» **Task instructions**
The required output is the exact run of lines below that opens at the line with "fn arguments(&self, request: &CompileRequest<'_>)" and closes at the line with "let writer = scope.spawn(move".

Information provided below:

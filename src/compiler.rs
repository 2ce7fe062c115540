//! The compile step itself lives outside this crate. The orchestration only
//! needs something implementing [`Compile`]: usually a [`CommandCompiler`]
//! wrapping an external transpiler, or a closure in tests.

use std::{
    fmt::Display,
    io::{self, Write},
    process::{Command, Stdio},
    string, thread,
};

use log::trace;
use serde::Deserialize;

use crate::options::CompileOptions;

/// Input to a single compile.
#[derive(Clone, Copy, Debug)]
pub struct CompileRequest<'a> {
    pub source: &'a str,
    pub module_name: Option<&'a str>,
    pub options: &'a CompileOptions,
}

/// The compiled text of one module plus the names of the modules it
/// requires, in declaration order.
#[derive(Clone, Debug, Default, PartialEq, Eq, Deserialize)]
pub struct CompiledModule {
    pub code: String,
    #[serde(default)]
    pub dependencies: Vec<String>,
}

pub trait Compile: Sync {
    fn compile(&self, request: CompileRequest<'_>) -> Result<CompiledModule, CompileError>;
}

impl<F> Compile for F
where
    F: Fn(CompileRequest<'_>) -> Result<CompiledModule, CompileError> + Sync,
{
    fn compile(&self, request: CompileRequest<'_>) -> Result<CompiledModule, CompileError> {
        self(request)
    }
}

#[derive(Debug)]
#[non_exhaustive]
pub struct CompileError {
    kind: CompileErrorKind,
}

impl CompileError {
    /// For in-process compilers that refuse their input.
    pub fn rejected<S: Into<String>>(reason: S) -> Self {
        Self {
            kind: CompileErrorKind::Rejected(reason.into()),
        }
    }

    pub fn kind(&self) -> &CompileErrorKind {
        &self.kind
    }
}

impl Display for CompileError {
    fn fmt(&self, f: &mut std::fmt::Formatter<'_>) -> std::fmt::Result {
        match &self.kind {
            CompileErrorKind::Spawn(_) => write!(f, "unable to spawn compiler process"),
            CompileErrorKind::Stdin(_) => write!(f, "unable to send source to compiler process"),
            CompileErrorKind::Exit { command, stderr } => {
                writeln!(
                    f,
                    "compiler exited with non-zero status code for command {:?}:",
                    command
                )?;
                write!(f, "{}", String::from_utf8_lossy(stderr))
            }
            CompileErrorKind::InvalidUtf8(_) => {
                write!(f, "compiler output included invalid UTF-8")
            }
            CompileErrorKind::Response(_) => write!(f, "unable to parse compiler response"),
            CompileErrorKind::Rejected(reason) => write!(f, "compile failed: {}", reason),
        }
    }
}

impl std::error::Error for CompileError {
    fn source(&self) -> Option<&(dyn std::error::Error + 'static)> {
        match &self.kind {
            CompileErrorKind::Spawn(err) => Some(err),
            CompileErrorKind::Stdin(err) => Some(err),
            CompileErrorKind::Exit {
                command: _,
                stderr: _,
            } => None,
            CompileErrorKind::InvalidUtf8(err) => Some(err),
            CompileErrorKind::Response(err) => Some(err),
            CompileErrorKind::Rejected(_) => None,
        }
    }
}

#[derive(Debug)]
pub enum CompileErrorKind {
    #[non_exhaustive]
    Spawn(io::Error),
    #[non_exhaustive]
    Stdin(io::Error),
    #[non_exhaustive]
    Exit { command: String, stderr: Vec<u8> },
    #[non_exhaustive]
    InvalidUtf8(string::FromUtf8Error),
    #[non_exhaustive]
    Response(serde_json::Error),
    #[non_exhaustive]
    Rejected(String),
}

impl From<CompileErrorKind> for CompileError {
    fn from(kind: CompileErrorKind) -> Self {
        Self { kind }
    }
}

impl From<string::FromUtf8Error> for CompileErrorKind {
    fn from(err: string::FromUtf8Error) -> Self {
        Self::InvalidUtf8(err)
    }
}

/// Runs an external transpiler once per module.
///
/// The program is invoked as
/// `PROGRAM [ARGS...] --type TYPE [--module-name NAME] [--global NAME] [--imports PATH:GLOBAL,...]`
/// with the module source on stdin, and must print
/// `{"code": "...", "dependencies": ["..."]}` to stdout.
#[derive(Clone, Debug)]
pub struct CommandCompiler {
    program: String,
    args: Vec<String>,
}

impl CommandCompiler {
    pub fn new<S: Into<String>>(program: S) -> Self {
        Self {
            program: program.into(),
            args: Vec::new(),
        }
    }

    pub fn args<I, S>(mut self, args: I) -> Self
    where
        I: IntoIterator<Item = S>,
        S: Into<String>,
    {
        self.args.extend(args.into_iter().map(Into::into));
        self
    }

    fn arguments(&self, request: &CompileRequest<'_>) -> Vec<String> {
        let options = request.options;
        let mut arguments = self.args.clone();
        arguments.push("--type".to_owned());
        arguments.push(options.format.to_string());
        if let Some(module_name) = request.module_name {
            arguments.push("--module-name".to_owned());
            arguments.push(module_name.to_owned());
        }
        if let Some(global) = &options.global_name {
            arguments.push("--global".to_owned());
            arguments.push(global.clone());
        }
        if !options.imports.is_empty() {
            arguments.push("--imports".to_owned());
            arguments.push(options.imports.to_string());
        }
        arguments
    }
}

impl Compile for CommandCompiler {
    fn compile(&self, request: CompileRequest<'_>) -> Result<CompiledModule, CompileError> {
        let arguments = self.arguments(&request);
        trace!("{} {}", self.program, arguments.join(" "));

        let mut child = Command::new(&self.program)
            .args(&arguments)
            .stdin(Stdio::piped())
            .stdout(Stdio::piped())
            .stderr(Stdio::piped())
            .spawn()
            .map_err(CompileErrorKind::Spawn)?;

        // Feed stdin from its own thread so a child that writes before it has
        // read everything cannot deadlock against us.
        let mut stdin = child.stdin.take();
        let source = request.source.as_bytes();
        let (written, output) = thread::scope(|scope| {
            let writer = scope.spawn(move || match stdin.as_mut() {
                Some(stdin) => stdin.write_all(source),
                None => Ok(()),
            });
            let output = child.wait_with_output();
            (writer.join(), output)
        });
        let output = output.map_err(CompileErrorKind::Spawn)?;

        if output.status.code() != Some(0) {
            return Err(CompileErrorKind::Exit {
                command: format!("{} {}", self.program, arguments.join(" ")),
                stderr: output.stderr,
            }
            .into());
        }
        match written {
            Ok(Ok(())) => {}
            // The child exited successfully without reading all of its input.
            Ok(Err(err)) if err.kind() == io::ErrorKind::BrokenPipe => {}
            Ok(Err(err)) => return Err(CompileErrorKind::Stdin(err).into()),
            Err(_) => {
                return Err(CompileErrorKind::Stdin(io::Error::new(
                    io::ErrorKind::Other,
                    "stdin writer panicked",
                ))
                .into())
            }
        }

        let stdout = String::from_utf8(output.stdout).map_err(CompileErrorKind::from)?;
        let compiled = serde_json::from_str(&stdout).map_err(CompileErrorKind::Response)?;
        Ok(compiled)
    }
}
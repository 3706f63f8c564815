use chrono::{DateTime, Utc};
use serde::{Deserialize, Serialize};
use uuid::Uuid;

use crate::models::Role;

// -- JWT Claims --

/// JWT claims shared between the REST middleware and the auth endpoints.
/// Canonical definition lives here in vidnest-types so both sides agree.
#[derive(Debug, Clone, Serialize, Deserialize)]
pub struct Claims {
    pub sub: Uuid,
    pub username: String,
    pub role: Role,
    pub exp: usize,
}

impl Claims {
    pub fn is_admin(&self) -> bool {
        self.role == Role::Admin
    }
}

// -- Auth --

#[derive(Debug, Deserialize)]
#[serde(deny_unknown_fields)]
pub struct RegisterRequest {
    pub username: String,
    pub password: String,
}

#[derive(Debug, Serialize)]
#[serde(rename_all = "camelCase")]
pub struct RegisterResponse {
    pub user_id: Uuid,
    pub token: String,
}

#[derive(Debug, Deserialize)]
#[serde(deny_unknown_fields)]
pub struct LoginRequest {
    pub username: String,
    pub password: String,
}

#[derive(Debug, Serialize)]
#[serde(rename_all = "camelCase")]
pub struct LoginResponse {
    pub user_id: Uuid,
    pub username: String,
    pub token: String,
}

// -- Users --

/// Compact owner/subscriber view composed into other responses in place
/// of the full user document.
#[derive(Debug, Clone, Serialize)]
pub struct UserView {
    pub id: Uuid,
    pub username: String,
}

// -- Uploads --

#[derive(Debug, Serialize)]
#[serde(rename_all = "camelCase")]
pub struct UploadResponse {
    pub upload_id: Uuid,
    pub size: u64,
}

// -- Videos --

#[derive(Debug, Deserialize)]
#[serde(rename_all = "camelCase", deny_unknown_fields)]
pub struct CreateVideoRequest {
    #[serde(default)]
    pub title: String,
    #[serde(default)]
    pub description: String,
    /// Upload reference for the media file, if any.
    pub video_file: Option<Uuid>,
    /// Upload reference for the thumbnail. Required.
    pub thumbnail: Option<Uuid>,
    pub duration: Option<f64>,
}

#[derive(Debug, Deserialize)]
#[serde(rename_all = "camelCase", deny_unknown_fields)]
pub struct UpdateVideoRequest {
    pub title: Option<String>,
    pub description: Option<String>,
    pub thumbnail: Option<String>,
}

#[derive(Debug, Deserialize)]
#[serde(rename_all = "camelCase")]
pub struct ListVideosQuery {
    #[serde(default = "default_page")]
    pub page: u32,
    #[serde(default = "default_limit")]
    pub limit: u32,
    pub query: Option<String>,
    pub sort_by: Option<String>,
    pub sort_type: Option<String>,
    pub user_id: Option<String>,
}

pub fn default_page() -> u32 {
    1
}

pub fn default_limit() -> u32 {
    10
}

#[derive(Debug, Clone, Serialize)]
#[serde(rename_all = "camelCase")]
pub struct VideoResponse {
    pub id: Uuid,
    pub title: String,
    pub description: String,
    pub video_url: Option<String>,
    pub thumbnail_url: String,
    pub duration: f64,
    pub views: i64,
    pub is_published: bool,
    pub owner: UserView,
    pub created_at: DateTime<Utc>,
}

#[derive(Debug, Serialize)]
#[serde(rename_all = "camelCase")]
pub struct PublishStatusResponse {
    pub is_published: bool,
}

#[derive(Debug, Serialize)]
#[serde(rename_all = "camelCase")]
pub struct VideoListResponse {
    pub total: i64,
    pub page: u32,
    pub limit: u32,
    pub videos: Vec<VideoResponse>,
}

// -- Comments --

#[derive(Debug, Deserialize)]
#[serde(rename_all = "camelCase", deny_unknown_fields)]
pub struct AddCommentRequest {
    #[serde(default)]
    pub content: String,
    pub parent_comment_id: Option<String>,
}

#[derive(Debug, Deserialize)]
#[serde(deny_unknown_fields)]
pub struct UpdateCommentRequest {
    pub content: String,
}

#[derive(Debug, Deserialize)]
pub struct PageQuery {
    #[serde(default = "default_page")]
    pub page: u32,
    #[serde(default = "default_limit")]
    pub limit: u32,
}

#[derive(Debug, Clone, Serialize)]
#[serde(rename_all = "camelCase")]
pub struct CommentResponse {
    pub id: Uuid,
    pub video_id: Uuid,
    pub author: UserView,
    pub content: String,
    pub parent_comment_id: Option<Uuid>,
    /// User ids that liked this comment.
    pub likes: Vec<Uuid>,
    pub created_at: DateTime<Utc>,
}

// -- Likes & subscriptions --

#[derive(Debug, Serialize)]
pub struct ToggleResponse {
    pub state: ToggleState,
}

#[derive(Debug, Clone, Copy, PartialEq, Eq, Serialize)]
#[serde(rename_all = "lowercase")]
pub enum ToggleState {
    Created,
    Removed,
}

#[derive(Debug, Serialize)]
#[serde(rename_all = "camelCase")]
pub struct SubscriberResponse {
    pub subscriber: UserView,
    pub subscribed_at: DateTime<Utc>,
}

#[derive(Debug, Serialize)]
#[serde(rename_all = "camelCase")]
pub struct SubscribedChannelResponse {
    pub channel: UserView,
    pub subscribed_at: DateTime<Utc>,
}

// -- Tweets --

#[derive(Debug, Deserialize)]
#[serde(deny_unknown_fields)]
pub struct CreateTweetRequest {
    #[serde(default)]
    pub text: String,
}

#[derive(Debug, Deserialize)]
#[serde(deny_unknown_fields)]
pub struct UpdateTweetRequest {
    pub text: String,
}

#[derive(Debug, Clone, Serialize)]
#[serde(rename_all = "camelCase")]
pub struct TweetResponse {
    pub id: Uuid,
    pub author_id: Uuid,
    pub text: String,
    pub likes: i64,
    pub is_public: bool,
    pub created_at: DateTime<Utc>,
}

// -- Playlists --

#[derive(Debug, Deserialize)]
#[serde(deny_unknown_fields)]
pub struct CreatePlaylistRequest {
    #[serde(default)]
    pub name: String,
    #[serde(default)]
    pub description: String,
}

#[derive(Debug, Deserialize)]
#[serde(deny_unknown_fields)]
pub struct UpdatePlaylistRequest {
    pub name: String,
    pub description: String,
}

#[derive(Debug, Clone, Serialize)]
#[serde(rename_all = "camelCase")]
pub struct PlaylistResponse {
    pub id: Uuid,
    pub name: String,
    pub description: String,
    pub owner: UserView,
    /// Ordered video ids; a video appears at most once.
    pub videos: Vec<Uuid>,
    pub is_public: bool,
    pub created_at: DateTime<Utc>,
}

// -- Dashboard --

#[derive(Debug, PartialEq, Eq, Serialize)]
#[serde(rename_all = "camelCase")]
pub struct ChannelStatsResponse {
    pub total_videos: i64,
    pub total_subscribers: i64,
    pub total_views: i64,
    pub total_likes: i64,
}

End of Information provided.

» **Exercise response**
    fn arguments(&self, request: &CompileRequest<'_>) -> Vec<String> {
        let options = request.options;
        let mut arguments = self.args.clone();
        arguments.push("--type".to_owned());
        arguments.push(options.format.to_string());
        if let Some(module_name) = request.module_name {
            arguments.push("--module-name".to_owned());
            arguments.push(module_name.to_owned());
        }
        if let Some(global) = &options.global_name {
            arguments.push("--global".to_owned());
            arguments.push(global.clone());
        }
        if !options.imports.is_empty() {
            arguments.push("--imports".to_owned());
            arguments.push(options.imports.to_string());
        }
        arguments
    }
}

impl Compile for CommandCompiler {
    fn compile(&self, request: CompileRequest<'_>) -> Result<CompiledModule, CompileError> {
        let arguments = self.arguments(&request);
        trace!("{} {}", self.program, arguments.join(" "));

        let mut child = Command::new(&self.program)
            .args(&arguments)
            .stdin(Stdio::piped())
            .stdout(Stdio::piped())
            .stderr(Stdio::piped())
            .spawn()
            .map_err(CompileErrorKind::Spawn)?;

        // Feed stdin from its own thread so a child that writes before it has
        // read everything cannot deadlock against us.
        let mut stdin = child.stdin.take();
        let source = request.source.as_bytes();
        let (written, output) = thread::scope(|scope| {
            let writer = scope.spawn(move || match stdin.as_mut() {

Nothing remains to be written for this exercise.